Action item: Each line from the material with the word "Fingerprint" in it must be copied.

Exercise material:
//! Cosine similarity over sparse histograms.

use std::collections::HashMap;

use super::histogram::{Fingerprint, Histogram};

/// Cosine similarity of two histograms in `[0, 1]`.
///
/// Tokens missing from one side count as zero, so the dot product only needs
/// the shared keys and each norm only its own entries. Returns 0 when either
/// histogram has zero norm.
pub fn similarity(
    h1: &Histogram,
    h2: &Histogram,
) -> f64
{
    let n1 = norm(h1);
    let n2 = norm(h2);
    let denom = n1 * n2;
    if denom == 0.0
    {
        return 0.0;
    }

    // Index the smaller side, probe with the larger one
    let (small, large) = if h1.len() <= h2.len() { (h1, h2) } else { (h2, h1) };
    let lookup: HashMap<Fingerprint, u32> = small
        .iter()
        .copied()
        .collect();

    let dot: f64 = large
        .iter()
        .filter_map(|(fp, c)| {
            lookup
                .get(fp)
                .map(|other| f64::from(*c) * f64::from(*other))
        })
        .sum();

    (dot / denom).clamp(0.0, 1.0)
}

fn norm(h: &Histogram) -> f64
{
    h.iter()
        .map(|(_, c)| f64::from(*c).powi(2))
        .sum::<f64>()
        .sqrt()
}

#[cfg(test)]
mod tests
{
    use super::*;
    use proptest::prelude::*;

    fn hist(pairs: &[(u64, u32)]) -> Histogram
    {
        Histogram::from_entries(pairs.iter().copied())
    }

    #[test]
    fn test_known_value()
    {
        // (1,1) . (1,0) / (sqrt2 * 1)
        let a = hist(&[(1, 1), (2, 1)]);
        let b = hist(&[(1, 3)]);
        let s = similarity(&a, &b);
        assert!((s - std::f64::consts::FRAC_1_SQRT_2).abs() < 1e-12);
    }

    #[test]
    fn test_disjoint_is_zero()
    {
        let a = hist(&[(1, 4), (2, 1)]);
        let b = hist(&[(3, 2), (4, 9)]);
        assert_eq!(similarity(&a, &b), 0.0);
    }

    #[test]
    fn test_empty_is_zero()
    {
        let a = hist(&[(1, 4)]);
        let empty = Histogram::default();
        assert_eq!(similarity(&a, &empty), 0.0);
        assert_eq!(similarity(&empty, &a), 0.0);
        assert_eq!(similarity(&empty, &empty), 0.0);
    }

    #[test]
    fn test_scale_invariant()
    {
        let a = hist(&[(1, 1), (2, 2), (3, 3)]);
        let b = hist(&[(1, 10), (2, 20), (3, 30)]);
        assert!((similarity(&a, &b) - 1.0).abs() < 1e-12);
    }

    fn arb_histogram() -> impl Strategy<Value = Histogram>
    {
        prop::collection::vec((0u64..64, 1u32..50), 0..40).prop_map(Histogram::from_entries)
    }

    proptest! {
        #[test]
        fn prop_self_similarity_is_one(h in arb_histogram()) {
            let s = similarity(&h, &h);
            if h.is_empty() {
                prop_assert_eq!(s, 0.0);
            } else {
                prop_assert!((s - 1.0).abs() < 1e-9);
            }
        }

        #[test]
        fn prop_symmetric(a in arb_histogram(), b in arb_histogram()) {
            prop_assert_eq!(similarity(&a, &b), similarity(&b, &a));
        }

        #[test]
        fn prop_bounded(a in arb_histogram(), b in arb_histogram()) {
            let s = similarity(&a, &b);
            prop_assert!((0.0..=1.0).contains(&s));
        }

        #[test]
        fn prop_order_independent(a in arb_histogram(), b in arb_histogram()) {
            let mut rev: Vec<_> = a.entries().to_vec();
            rev.reverse();
            let shuffled = Histogram::from_entries(rev);
            prop_assert!((similarity(&a, &b) - similarity(&shuffled, &b)).abs() < 1e-12);
        }
    }
}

Exercise output:
use super::histogram::{Fingerprint, Histogram};
    let lookup: HashMap<Fingerprint, u32> = small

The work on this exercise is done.